5, from 9 is yet another male example (despite being a ragdoll, yes, he is male). Shy, skittish, hardly ever makes eye contact with those "above" him...The fact that he's also The Woobie help this.
In the Disney adaption of Alice in Wonderland, when Alice stumbles on to a talking garden, they promised her that they would sing a song to her. All the flowers wanted to sing about themselves. The violets wanted to sing about themselves, and when they brought up the suggestion, they were quiet and they slowly backed up in the shade below the other flowers.
The protagonist in the movie Coyote Ugly is one of these. As a bonus, her name is actually Violet.
Todd from Dead Poets Society starts out so shy he can barely speak in front of others. He later gains confidence thanks to Neil and Keating.
Need Shrinking Violet personified? Well, look no further than the appropriately-named Violet Parr from The Incredibles, pictured above. Not only is she incredibly shy, but she also has the hair, the mumbles, and a desire to be just another girl, and she can't even look the school heartthrob, Tony Rydiger, in the eye. Her family are superheroes in hiding, and her powers are invisibility and forcefields—Word Of God is that these are symbolic of her personality, respectively being her wish to hide from everyone else and her need for insulation from the rest of the world. Needless to say, she embraces her abnormalities, gets an Adrenaline Makeover, and puts her hair back in the process of helping her family save the world.
And to top it all off, by the end of the movie, it's Tony who can't look Violet in the eye, instead of the reverse. Think about it.
In another Pixar film, Inside Out, this is played with by Fear: despite being male (albeit representing the emotions of a girl) and a bit more outspoken in showing how he's afraid, he's still repressed temerous, and his skin is purple.
Prince Albert (later, King George VI) in The King's Speech has a painful stammer, which has left him deathly afraid of public speaking and large crowds in general. The crux of the film features him attempting to rectify this in the face of the looming threat of World War II.
The title character of May is a similar example, minus the telekinesis. Poor May's only comfortable social interactions are with the doll she calls her best friend. She's so shy that she can barely talk in the presence of other people at all, even when they're clearly interested in getting to know her. Although once she's decided to kill them all, she becomes much more confident.
Funnily enough the actress that portrays May (Angela Bettis) also played Carrie in the NBC TV remake in 2002.
Mishima A Life In Four Chapters: Both Kimitake and Mizoguchi have stammers and are painfully shy and awkward. By the time they get over it real and fictional Japan are in for a shock or two.
Not quite on Fluttershy levels, but the human Twilight is quite timid. Even when the rest of the students of Crystal Prep are cheering, she's timidly off to the side, looking away.
Sunset Shimmer meanwhile has completely regained her confidence, even briefly displaying the temper she had from the first film.

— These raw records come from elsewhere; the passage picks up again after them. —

use axum::{
    extract::{Query, State},
    http::{header::HeaderName, StatusCode},
    response::{
        sse::{Event, KeepAlive, Sse},
        IntoResponse, Response,
    },
    routing::{get, post},
    Json, Router,
};
use chrono::{DateTime, Utc};
use futures::stream::{self, Stream, StreamExt};
use serde::Deserialize;
use serde_json::json;
use sitecheck_core::{CandidatePage, CheckEvent, ResultSet};
use sitecheck_storage::{ResultCache, ResultCaches};
use sitecheck_sync::{RunStatus, SiteCheckConfig, SiteChecker};
use tokio::net::TcpListener;
use tokio::sync::mpsc;
use tokio_stream::wrappers::ReceiverStream;
use tracing::{debug, info, warn};

pub const CRATE_NAME: &str = "sitecheck-web";

const PROGRESS_BUFFER: usize = 32;

#[derive(Clone)]
pub struct AppState {
    pub checker: Arc<SiteChecker>,
}

impl AppState {
    pub fn new(checker: SiteChecker) -> Self {
        Self {
            checker: Arc::new(checker),
        }
    }
}

#[derive(Debug, Deserialize)]
#[serde(rename_all = "camelCase")]
struct SinglePageRequest {
    #[serde(default)]
    page_url: String,
    #[serde(default)]
    last_modified: Option<DateTime<Utc>>,
}

#[derive(Debug, Deserialize)]
#[serde(rename_all = "camelCase")]
struct CheckQuery {
    use_cache: Option<bool>,
}

impl CheckQuery {
    fn use_cache(&self) -> bool {
        self.use_cache.unwrap_or(true)
    }
}

pub fn app(state: AppState) -> Router {
    let api = Router::new()
        .route("/test", get(test_handler))
        .route("/cached", get(cached_handler))
        .route("/cached-new", get(cached_new_handler))
        .route("/clear-cache", post(clear_cache_handler))
        .route("/check-single", post(check_single_handler))
        .route("/check", get(check_handler))
        .route("/check-new", get(check_new_handler))
        .route("/check-reverse", get(check_reverse_handler));
    Router::new()
        .nest("/api/sitemap", api)
        .with_state(Arc::new(state))
}

pub async fn serve(config: SiteCheckConfig, caches: ResultCaches) -> anyhow::Result<()> {
    let checker = SiteChecker::from_config(&config, caches)?;
    let listener = TcpListener::bind(("0.0.0.0", config.web_port)).await?;
    info!(
        port = config.web_port,
        source = %config.source_origin,
        target = %config.target_origin,
        profile = ?config.profile,
        "sitecheck web listening"
    );
    axum::serve(listener, app(AppState::new(checker))).await?;
    Ok(())
}

/// Serves the API with results persisted under the configured cache directory.
pub async fn serve_from_env() -> anyhow::Result<()> {
    let config = SiteCheckConfig::from_env()?;
    let caches = ResultCaches::on_disk(config.cache_dir.clone());
    serve(config, caches).await
}

async fn test_handler() -> Response {
    Json(json!({ "message": "API is working", "timestamp": Utc::now() })).into_response()
}

async fn cached_handler(State(state): State<Arc<AppState>>) -> Response {
    cached_response(&state.checker.caches().main).await
}

async fn cached_new_handler(State(state): State<Arc<AppState>>) -> Response {
    cached_response(&state.checker.caches().new_pages).await
}

async fn cached_response(cache: &ResultCache) -> Response {
    match cache.load().await {
        Some(ResultSet { cached_at, results }) => Json(json!({
            "cached": true,
            "cachedAt": cached_at,
            "results": results,
        }))
        .into_response(),
        None => Json(json!({ "cached": false })).into_response(),
    }
}

async fn clear_cache_handler(State(state): State<Arc<AppState>>) -> Response {
    state.checker.caches().clear_all().await;
    Json(json!({ "message": "Cache cleared" })).into_response()
}

async fn check_single_handler(
    State(state): State<Arc<AppState>>,
    Json(request): Json<SinglePageRequest>,
) -> Response {
    let url = request.page_url.trim();
    if url.is_empty() {
        return client_error("pageUrl is required");
    }
    let page = CandidatePage::new(url).with_last_modified(request.last_modified);
    let (record, _) = state.checker.recheck(page).await;
    Json(record).into_response()
}

async fn check_handler(State(state): State<Arc<AppState>>, Query(query): Query<CheckQuery>) -> Response {
    let checker = state.checker.clone();
    let use_cache = query.use_cache();
    progress_response(move |mut tx| async move { checker.run_check(use_cache, &mut tx).await })
}

async fn check_new_handler(State(state): State<Arc<AppState>>) -> Response {
    let checker = state.checker.clone();
    progress_response(move |mut tx| async move { checker.run_incremental_check(&mut tx).await })
}

async fn check_reverse_handler(
    State(state): State<Arc<AppState>>,
    Query(query): Query<CheckQuery>,
) -> Response {
    let checker = state.checker.clone();
    let use_cache = query.use_cache();
    progress_response(move |mut tx| async move { checker.run_reverse_check(use_cache, &mut tx).await })
}

/// Spawns `run` against a channel and streams whatever it pushes as SSE `data:` lines.
///
/// When the client disconnects the receiver is dropped and the run stops at its next push.
fn progress_response<F, Fut>(run: F) -> Response
where
    F: FnOnce(mpsc::Sender<CheckEvent>) -> Fut,
    Fut: Future<Output = RunStatus> + Send + 'static,
{
    let (tx, rx) = mpsc::channel(PROGRESS_BUFFER);
    let task = run(tx);
    tokio::spawn(async move {
        match task.await {
            RunStatus::Completed { processed } => debug!(processed, "progress stream finished"),
            RunStatus::ConsumerGone => info!("progress stream client disconnected"),
            RunStatus::Failed { error } => warn!(%error, "progress stream ended with error"),
        }
    });

    (
        [(HeaderName::from_static("x-accel-buffering"), "no")],
        Sse::new(event_stream(rx)).keep_alive(KeepAlive::default()),
    )
        .into_response()
}

fn event_stream(rx: mpsc::Receiver<CheckEvent>) -> impl Stream<Item = Result<Event, Infallible>> {
    let connected = stream::once(async { Ok(Event::default().comment("connected")) });
    let events = ReceiverStream::new(rx).filter_map(|event| async move {
        match Event::default().json_data(&event) {
            Ok(sse) => Some(Ok(sse)),
            Err(err) => {
                warn!(error = %err, "dropping unserializable progress event");
                None
            }
        }
    });
    connected.chain(events)
}

fn client_error(message: &str) -> Response {
    (StatusCode::BAD_REQUEST, Json(json!({ "error": message }))).into_response()
}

My Little Pony: Equestria Girls Rainbow Rocks: Sunset Shimmer's normally brash, confident, and collected, but she was certainly this in Rainbow Rocks; the events of the first film destroyed her worldview, and left the whole school still hating her but no longer afraid of her. As a result she has no friends (or that we see, a social life at all) outside the Humane Five, is uncomfortable being the center of attention, and watches the Rainbooms fall apart without interjecting because she feels it isn't her place to get involved. It's telling that when she shrinks down, she gets slightly knock-kneed and starts rubbing her arm, just like Fluttershy in the last film. Her Character Development has her reverse her descent and get over her fears, stepping into the spotlight in a more positive way than before.
Cadet Hooks from the first Police Academy movie spends almost the entire film unable to look other characters in the eye and barely speaking above a quiet whisper, until very near the end when arresting a suspect when she screams "DON'T MOVE, DIRTBAG!". She continues to do that in every other Police Academy movie she's in. (Really, if someone that quiet started yelling like that and had a gun, wouldn't you feel like doing what they said?)
Barry from Punch-Drunk Love is another male example, though he deals with his shyness and frustration through aggressiveness.
Mui, the female lead of Shaolin Soccer. Hair in the face, mumbling, acne, withdrawn, eventually pulling out of life in public to become a nun. Until the final showdown.
In Suffragette Maud starts out as this. Ironically, her co-worker who is actually named Violet is much more outspoken, and invites Maud to a suffragist meeting. It is Violet who was to read a testimony of her experiences in the laundry where they both work, but Violet's husband beats her up so that it is decided she cannot speak in front of MPs (Violet would, but others think she won't be taken seriously with a black eye and all that), and Maud is persuaded to take her place. After that, Maud is still hesitant, but after the police arrests her for the first time, there's no turning back, and Maud embraces her new role as freedom fighter. Her boss at the laundry is very surprised when she pushes a hot iron on his hand after he taunts her, again, with the fact that he rapes the underage laundresses with impunity, something he also did to Maud when she was younger.